EXERCISE INSTRUCTIONS -
Complete, exact copies of all entries are needed.

(Saved entries)
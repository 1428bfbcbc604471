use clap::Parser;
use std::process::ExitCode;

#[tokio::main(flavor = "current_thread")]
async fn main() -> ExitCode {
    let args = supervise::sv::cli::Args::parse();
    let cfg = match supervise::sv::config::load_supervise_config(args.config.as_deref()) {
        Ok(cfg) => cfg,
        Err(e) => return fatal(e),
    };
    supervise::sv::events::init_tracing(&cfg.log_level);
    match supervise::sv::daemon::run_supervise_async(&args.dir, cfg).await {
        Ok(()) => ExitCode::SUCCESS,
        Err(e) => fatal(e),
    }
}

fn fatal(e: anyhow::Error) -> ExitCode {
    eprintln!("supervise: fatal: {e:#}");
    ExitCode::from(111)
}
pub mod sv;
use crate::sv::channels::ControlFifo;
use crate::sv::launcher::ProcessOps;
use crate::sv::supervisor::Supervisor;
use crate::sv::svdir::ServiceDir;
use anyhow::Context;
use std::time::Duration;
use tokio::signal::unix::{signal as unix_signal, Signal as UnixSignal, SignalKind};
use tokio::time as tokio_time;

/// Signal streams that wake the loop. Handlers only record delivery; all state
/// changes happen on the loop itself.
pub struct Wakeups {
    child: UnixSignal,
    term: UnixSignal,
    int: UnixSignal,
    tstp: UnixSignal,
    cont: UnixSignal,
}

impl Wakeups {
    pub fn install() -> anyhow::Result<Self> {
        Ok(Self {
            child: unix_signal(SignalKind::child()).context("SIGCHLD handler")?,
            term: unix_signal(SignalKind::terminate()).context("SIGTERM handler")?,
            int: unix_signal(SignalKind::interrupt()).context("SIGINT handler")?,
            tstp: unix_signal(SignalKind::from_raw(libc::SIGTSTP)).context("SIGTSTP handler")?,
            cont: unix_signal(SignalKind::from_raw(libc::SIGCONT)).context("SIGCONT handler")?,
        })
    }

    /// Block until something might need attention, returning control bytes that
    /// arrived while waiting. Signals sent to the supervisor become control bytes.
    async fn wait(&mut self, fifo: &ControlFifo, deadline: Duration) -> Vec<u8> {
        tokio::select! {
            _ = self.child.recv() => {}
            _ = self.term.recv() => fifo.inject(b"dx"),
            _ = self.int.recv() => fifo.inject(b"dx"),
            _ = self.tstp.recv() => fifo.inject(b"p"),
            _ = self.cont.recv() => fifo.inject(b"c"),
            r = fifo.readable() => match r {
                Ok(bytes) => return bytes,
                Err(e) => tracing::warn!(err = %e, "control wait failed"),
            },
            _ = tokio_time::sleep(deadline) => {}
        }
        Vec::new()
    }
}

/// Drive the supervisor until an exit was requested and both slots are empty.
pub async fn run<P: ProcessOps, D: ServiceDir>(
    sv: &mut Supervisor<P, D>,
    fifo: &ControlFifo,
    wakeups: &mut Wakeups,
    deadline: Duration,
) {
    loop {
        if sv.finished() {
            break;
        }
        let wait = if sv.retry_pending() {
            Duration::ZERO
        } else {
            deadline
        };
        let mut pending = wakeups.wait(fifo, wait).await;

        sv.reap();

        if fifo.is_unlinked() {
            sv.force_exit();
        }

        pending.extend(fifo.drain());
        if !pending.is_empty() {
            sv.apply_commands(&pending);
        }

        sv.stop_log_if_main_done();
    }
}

TASK RESULT -
repository 1428bfbcbc604471
use clap::Parser;
use std::process::ExitCode;

#[tokio::main(flavor = "current_thread")]
async fn main() -> ExitCode {
    let args = supervise::sv::cli::Args::parse();
    let cfg = match supervise::sv::config::load_supervise_config(args.config.as_deref()) {
        Ok(cfg) => cfg,
        Err(e) => return fatal(e),
    };
    supervise::sv::events::init_tracing(&cfg.log_level);
    match supervise::sv::daemon::run_supervise_async(&args.dir, cfg).await {
        Ok(()) => ExitCode::SUCCESS,
        Err(e) => fatal(e),
    }
}

fn fatal(e: anyhow::Error) -> ExitCode {
    eprintln!("supervise: fatal: {e:#}");
    ExitCode::from(111)
}
pub mod sv;
use crate::sv::channels::ControlFifo;
use crate::sv::launcher::ProcessOps;
use crate::sv::supervisor::Supervisor;
use crate::sv::svdir::ServiceDir;
use anyhow::Context;
use std::time::Duration;
use tokio::signal::unix::{signal as unix_signal, Signal as UnixSignal, SignalKind};
use tokio::time as tokio_time;

/// Signal streams that wake the loop. Handlers only record delivery; all state
/// changes happen on the loop itself.
pub struct Wakeups {
    child: UnixSignal,
    term: UnixSignal,
    int: UnixSignal,
    tstp: UnixSignal,
    cont: UnixSignal,
}

impl Wakeups {
    pub fn install() -> anyhow::Result<Self> {
        Ok(Self {
            child: unix_signal(SignalKind::child()).context("SIGCHLD handler")?,
            term: unix_signal(SignalKind::terminate()).context("SIGTERM handler")?,
            int: unix_signal(SignalKind::interrupt()).context("SIGINT handler")?,
            tstp: unix_signal(SignalKind::from_raw(libc::SIGTSTP)).context("SIGTSTP handler")?,
            cont: unix_signal(SignalKind::from_raw(libc::SIGCONT)).context("SIGCONT handler")?,
        })
    }

    /// Block until something might need attention, returning control bytes that
    /// arrived while waiting. Signals sent to the supervisor become control bytes.
    async fn wait(&mut self, fifo: &ControlFifo, deadline: Duration) -> Vec<u8> {
        tokio::select! {
            _ = self.child.recv() => {}
            _ = self.term.recv() => fifo.inject(b"dx"),
            _ = self.int.recv() => fifo.inject(b"dx"),
            _ = self.tstp.recv() => fifo.inject(b"p"),
            _ = self.cont.recv() => fifo.inject(b"c"),
            r = fifo.readable() => match r {
                Ok(bytes) => return bytes,
                Err(e) => tracing::warn!(err = %e, "control wait failed"),
            },
            _ = tokio_time::sleep(deadline) => {}
        }
        Vec::new()
    }
}

/// Drive the supervisor until an exit was requested and both slots are empty.
pub async fn run<P: ProcessOps, D: ServiceDir>(
    sv: &mut Supervisor<P, D>,
    fifo: &ControlFifo,
    wakeups: &mut Wakeups,
    deadline: Duration,
) {
    loop {
        if sv.finished() {
            break;
        }
        let wait = if sv.retry_pending() {
            Duration::ZERO
        } else {
            deadline
        };
        let mut pending = wakeups.wait(fifo, wait).await;

        sv.reap();

        if fifo.is_unlinked() {
            sv.force_exit();
        }

        pending.extend(fifo.drain());
        if !pending.is_empty() {
            sv.apply_commands(&pending);
        }

        sv.stop_log_if_main_done();
    }
}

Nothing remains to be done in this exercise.